Treating AI agents as employees significantly degrades quality control and blurs accountability, according to a landmark Harvard Business Review study. Research involving over 1,200 managers found that anthropomorphizing AI as a coworker obscures who is responsible for checking work and who owns mistakes. This article details the study's core findings and provides a clear framework for integrating autonomous agents without compromising oversight.
Key Findings from the Harvard Study
The data reveals a startling decline in oversight when AI is personified. Managers who placed agents on an organizational chart spotted 18% fewer errors. Industry reports suggest that personal accountability drops significantly while blame assigned to algorithms increases substantially. Furthermore, a growing number of companies now list agents as formal "employees," with many executives describing agents in human terms, according to industry research.
When managers treat AI agents like human employees, a phenomenon known as anthropomorphism, it creates critical process gaps. Human team members lower their guard, assuming the AI is accountable for its own work. This diffusion of responsibility leads to fewer errors being caught and blurs accountability for mistakes.
Why Anthropomorphism Fails: The Process Gap Explained
HBR researchers assert the decline in quality is structural, not technical. When a human reviewer assumes an AI agent will "catch obvious problems," they often skip mandatory verification steps. The agent, lacking the human context or instinct to escalate concerns, then proceeds with a flawed workflow with complete confidence. This highlights the critical need for explicit hand-offs, detailed audit logs, and mandatory human checkpoints before scaling any AI agent.
A 5-Step Checklist for Safely Deploying AI Agents
Before assigning any task to an autonomous agent, implement a rigorous process-mapping framework:
- Map the current workflow end-to-end, identifying every verification step.
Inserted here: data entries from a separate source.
//! Error type shared by every fallible operation in the crate.

use crate::field::{Field, Unit};
use crate::types::ValueRange;

/// Error type for all fallible operations in the hijrah_datetime crate.
///
/// Failures are synchronous and atomic: a failed operation never produces a
/// partially-updated value, and the receiver is left untouched.
#[derive(Debug, Clone, PartialEq, Eq, thiserror::Error)]
pub enum Error {
    /// A value or formatter is bound to a different calendar than required,
    /// or a formatter carries no calendar at all.
    #[error("chronology mismatch: expected {expected}, found {found}")]
    ChronologyMismatch {
        /// Identifier of the calendar that was required.
        expected: String,
        /// Identifier of the calendar that was supplied, or `none`.
        found: String,
    },

    /// A field value lies outside the range valid for it.
    #[error("invalid value for {field}: {value} (valid values {range})")]
    InvalidFieldValue {
        /// The field being set or validated.
        field: Field,
        /// The rejected value.
        value: i64,
        /// The range the value had to lie in.
        range: ValueRange,
    },

    /// A date falls outside the calendar provider's supported year window.
    #[error("{field} {value} is outside the supported range {min}..={max}")]
    DateOutOfRange {
        /// `year` or `epoch day`, depending on how the date was addressed.
        field: Field,
        /// The rejected value.
        value: i64,
        /// Smallest supported value.
        min: i64,
        /// Largest supported value.
        max: i64,
    },

    /// The unit is not supported by the receiving type or operation.
    #[error("unsupported unit: {0}")]
    UnsupportedUnit(Unit),

    /// The field is not supported by the receiving type, or a formatter
    /// needs a field the value cannot provide.
    #[error("unsupported field: {0}")]
    UnsupportedField(Field),

    /// No recommended formatter exists for the kind of value.
    #[error("unsupported temporal type: {0}")]
    UnsupportedTemporalType(String),

    /// The text does not match the formatter's grammar.
    #[error("text '{text}' could not be parsed at index {position}: {message}")]
    ParseFailure {
        /// The complete input text.
        text: String,
        /// Byte offset at which parsing failed.
        position: usize,
        /// What was expected at that position.
        message: String,
    },

    /// Integer overflow in an arithmetic operation.
    #[error("arithmetic overflow in {0}")]
    ArithmeticOverflow(&'static str),

    /// A date sequence was requested with a non-positive step or an end
    /// before its start.
    #[error("invalid range: {0}")]
    InvalidRange(String),

    /// The zone identifier is not known to the bundled zone database.
    #[error("unknown time zone: {0}")]
    UnknownZone(String),

    /// An offset is not one of the offsets the zone allows for a local value.
    #[error("offset {offset} is not valid for {local} in zone {zone}")]
    InvalidOffsetForZone {
        /// The rejected offset.
        offset: String,
        /// The local date-time being resolved.
        local: String,
        /// The zone identifier.
        zone: String,
    },

    /// The zone rules could not be applied (for example, a malformed POSIX
    /// rule string or an instant beyond the rules' range).
    #[error("time zone rules error: {0}")]
    ZoneRules(String),
}

impl Error {
    pub(crate) fn mismatch(expected: &str, found: Option<&str>) -> Self {
        Self::ChronologyMismatch {
            expected: expected.to_string(),
            found: found.unwrap_or("none").to_string(),
        }
    }

    pub(crate) fn zone_rules(err: &jiff::Error) -> Self {
        Self::ZoneRules(err.to_string())
    }

    /// Returns the parse position for `ParseFailure`, otherwise `None`.
    pub const fn position(&self) -> Option<usize> {
        match self {
            Self::ParseFailure { position, .. } => Some(*position),
            _ => None,
        }
    }
}

pub type Result<T, E = Error> = std::result::Result<T, E>;
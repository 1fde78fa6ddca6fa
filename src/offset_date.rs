use crate::calendar::Chronology;
use crate::clock::Clock;
use crate::consts::SECONDS_PER_DAY;
use crate::field::{Field, Unit};
use crate::fmt::{FieldAccess, Formatter, FromAccessor, TemporalKind, formats};
use crate::temporal::{LocalValue, Temporal};
use crate::zone::ZoneId;
use crate::{Date, Error, Offset, OffsetDateTime, Time};
use jiff::Timestamp;
use std::cmp::Ordering;
use std::fmt;
use std::str::FromStr;

/// A Hijrah date paired with a fixed UTC offset.
///
/// The instant of an offset date is the start of its day at its offset.
#[derive(Debug, Clone, Copy, PartialEq, Eq, Hash)]
pub struct OffsetDate {
    date:   Date,
    offset: Offset,
}

impl OffsetDate {
    pub const fn new(date: Date, offset: Offset) -> Self {
        Self { date, offset }
    }

    /// # Errors
    /// Returns the validation errors of `Date::of`.
    pub fn of(year: i32, month: u8, day: u8, offset: Offset) -> Result<Self, Error> {
        Ok(Self::new(Date::of(year, month, day)?, offset))
    }

    /// The date at `instant` in `zone`, with the zone's offset at that instant.
    ///
    /// # Errors
    /// Returns `Error::DateOutOfRange` if the date is unsupported, or a zone
    /// rules error.
    pub fn of_instant(instant: Timestamp, zone: &ZoneId) -> Result<Self, Error> {
        let offset = zone.offset_at(instant)?;
        Ok(Self::new(Date::of_instant(instant, zone)?, offset))
    }

    /// # Errors
    /// As `of_instant`.
    pub fn now(clock: &impl Clock) -> Result<Self, Error> {
        Self::of_instant(clock.instant(), &clock.zone())
    }

    pub const fn date(&self) -> Date {
        self.date
    }

    pub const fn offset(&self) -> Offset {
        self.offset
    }

    pub const fn chronology(&self) -> Chronology {
        self.date.chronology()
    }

    pub const fn to_date(&self) -> Date {
        self.date
    }

    pub const fn at_time(&self, time: Time) -> OffsetDateTime {
        OffsetDateTime::new(self.date.at_time(time), self.offset)
    }

    pub const fn at_start_of_day(&self) -> OffsetDateTime {
        self.at_time(Time::MIDNIGHT)
    }

    /// Epoch second of the start of this date at this offset.
    pub const fn to_epoch_second(&self) -> i64 {
        self.date.epoch_day() * SECONDS_PER_DAY - self.offset.seconds() as i64
    }

    /// # Errors
    /// Only fails if the instant is beyond the timestamp range.
    pub fn to_instant(&self) -> Result<Timestamp, Error> {
        Timestamp::from_second(self.to_epoch_second()).map_err(|e| Error::zone_rules(&e))
    }

    pub const fn with_offset_same_local(&self, offset: Offset) -> Self {
        Self::new(self.date, offset)
    }

    /// # Errors
    /// Returns `Error::ArithmeticOverflow` or `Error::DateOutOfRange`.
    pub fn plus_days(&self, days: i64) -> Result<Self, Error> {
        self.plus(days, Unit::Days)
    }

    /// # Errors
    /// Returns `Error::ArithmeticOverflow` or `Error::DateOutOfRange`.
    pub fn plus_weeks(&self, weeks: i64) -> Result<Self, Error> {
        self.plus(weeks, Unit::Weeks)
    }

    /// # Errors
    /// Returns `Error::ArithmeticOverflow` or `Error::DateOutOfRange`.
    pub fn plus_months(&self, months: i64) -> Result<Self, Error> {
        self.plus(months, Unit::Months)
    }

    /// # Errors
    /// Returns `Error::ArithmeticOverflow` or `Error::DateOutOfRange`.
    pub fn plus_years(&self, years: i64) -> Result<Self, Error> {
        self.plus(years, Unit::Years)
    }

    /// # Errors
    /// Returns `Error::ArithmeticOverflow` or `Error::DateOutOfRange`.
    pub fn minus_days(&self, days: i64) -> Result<Self, Error> {
        self.minus(days, Unit::Days)
    }

    /// # Errors
    /// Returns `Error::ArithmeticOverflow` or `Error::DateOutOfRange`.
    pub fn minus_weeks(&self, weeks: i64) -> Result<Self, Error> {
        self.minus(weeks, Unit::Weeks)
    }

    /// # Errors
    /// Returns `Error::ArithmeticOverflow` or `Error::DateOutOfRange`.
    pub fn minus_months(&self, months: i64) -> Result<Self, Error> {
        self.minus(months, Unit::Months)
    }

    /// # Errors
    /// Returns `Error::ArithmeticOverflow` or `Error::DateOutOfRange`.
    pub fn minus_years(&self, years: i64) -> Result<Self, Error> {
        self.minus(years, Unit::Years)
    }

    /// Formats as `yyyy-MM-dd±HH:MM`.
    pub fn format(&self) -> String {
        self.to_string()
    }

    /// # Errors
    /// Returns `Error::ChronologyMismatch` if the formatter is bound to another
    /// chronology.
    pub fn format_with(&self, formatter: &Formatter) -> Result<String, Error> {
        formatter.format(self)
    }

    /// # Errors
    /// Returns `Error::ParseFailure` for malformed text or a missing offset.
    pub fn parse(text: &str) -> Result<Self, Error> {
        Self::parse_with(text, &formats::OFFSET_DATE)
    }

    /// # Errors
    /// As `parse`, plus `Error::ChronologyMismatch` for an unbound formatter.
    pub fn parse_with(text: &str, formatter: &Formatter) -> Result<Self, Error> {
        formatter.parse_into(text)
    }
}

impl Temporal for OffsetDate {
    type Local = Date;

    fn local(&self) -> Date {
        self.date
    }

    fn construct(&self, local: Date) -> Result<Self, Error> {
        Ok(Self::new(local, self.offset))
    }

    fn timeline_key(&self) -> (i64, i32) {
        (self.to_epoch_second(), 0)
    }

    fn offset_seconds(&self) -> Option<i32> {
        Some(self.offset.seconds())
    }

    fn with_offset_seconds(&self, seconds: i32) -> Result<Self, Error> {
        Ok(self.with_offset_same_local(Offset::from_seconds(seconds)?))
    }
}

impl PartialOrd for OffsetDate {
    fn partial_cmp(&self, other: &Self) -> Option<Ordering> {
        Some(self.cmp(other))
    }
}

impl Ord for OffsetDate {
    fn cmp(&self, other: &Self) -> Ordering {
        self.to_epoch_second()
            .cmp(&other.to_epoch_second())
            .then_with(|| self.date.cmp(&other.date))
    }
}

impl FieldAccess for OffsetDate {
    fn kind(&self) -> TemporalKind {
        TemporalKind::OffsetDate
    }

    fn chronology(&self) -> Option<Chronology> {
        Some(self.date.chronology())
    }

    fn field(&self, field: Field) -> Option<i64> {
        match field {
            Field::OffsetSeconds => Some(i64::from(self.offset.seconds())),
            _ => self.date.get_field(field).ok(),
        }
    }

    fn offset(&self) -> Option<Offset> {
        Some(self.offset)
    }
}

impl FromAccessor for OffsetDate {
    fn from_accessor(accessor: &dyn FieldAccess) -> Result<Self, Error> {
        let offset = accessor
            .offset()
            .ok_or_else(|| Error::UnsupportedTemporalType(format!("unable to obtain an offset from {}", accessor.kind())))?;
        Ok(Self::new(Date::from_accessor(accessor)?, offset))
    }
}

impl fmt::Display for OffsetDate {
    fn fmt(&self, f: &mut fmt::Formatter<'_>) -> fmt::Result {
        formats::OFFSET_DATE.display(self, f)
    }
}

impl FromStr for OffsetDate {
    type Err = Error;

    fn from_str(s: &str) -> Result<Self, Self::Err> {
        Self::parse(s)
    }
}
- Classify each step as Automate, Assist, or Keep Human based on risk profile and data readiness.
- Assign a named owner in a RACI chart for every "Keep Human" and "Assist" step.
- Define and baseline key success metrics, such as error-detection rates and cycle times, before launch.
- Schedule periodic audits for managers to review output samples and formally sign off on quality.
Establishing Governance to Maintain Clear Accountability
Industry best practices recommend a business-led operating model, complete with an executive sponsor, functional product owners, and tiered approvals for high-risk use cases. Simple governance controls - such as model cards, bias tests, and versioned rollback plans - are essential for system observability. By tracking outcome metrics like revenue lift alongside error rates, quality remains a top priority even as automation scales.
Lessons from Early Adopters
Executives in the HBR study reported that proactive workflow mapping significantly reduced agent onboarding time. Documenting prompts, data sources, and escalation paths up front prevented significant delays. Conversely, firms that left processes ambiguous faced repeated challenges when regulators or customers demanded to know who approved a questionable AI-generated output.
The evidence reveals a clear pattern for success: top-performing organizations combine narrowly scoped AI agents with rigorous human review, explicit ownership, and business-focused metrics. Neglecting these steps dramatically increases the risk of diffused accountability and unnoticed errors.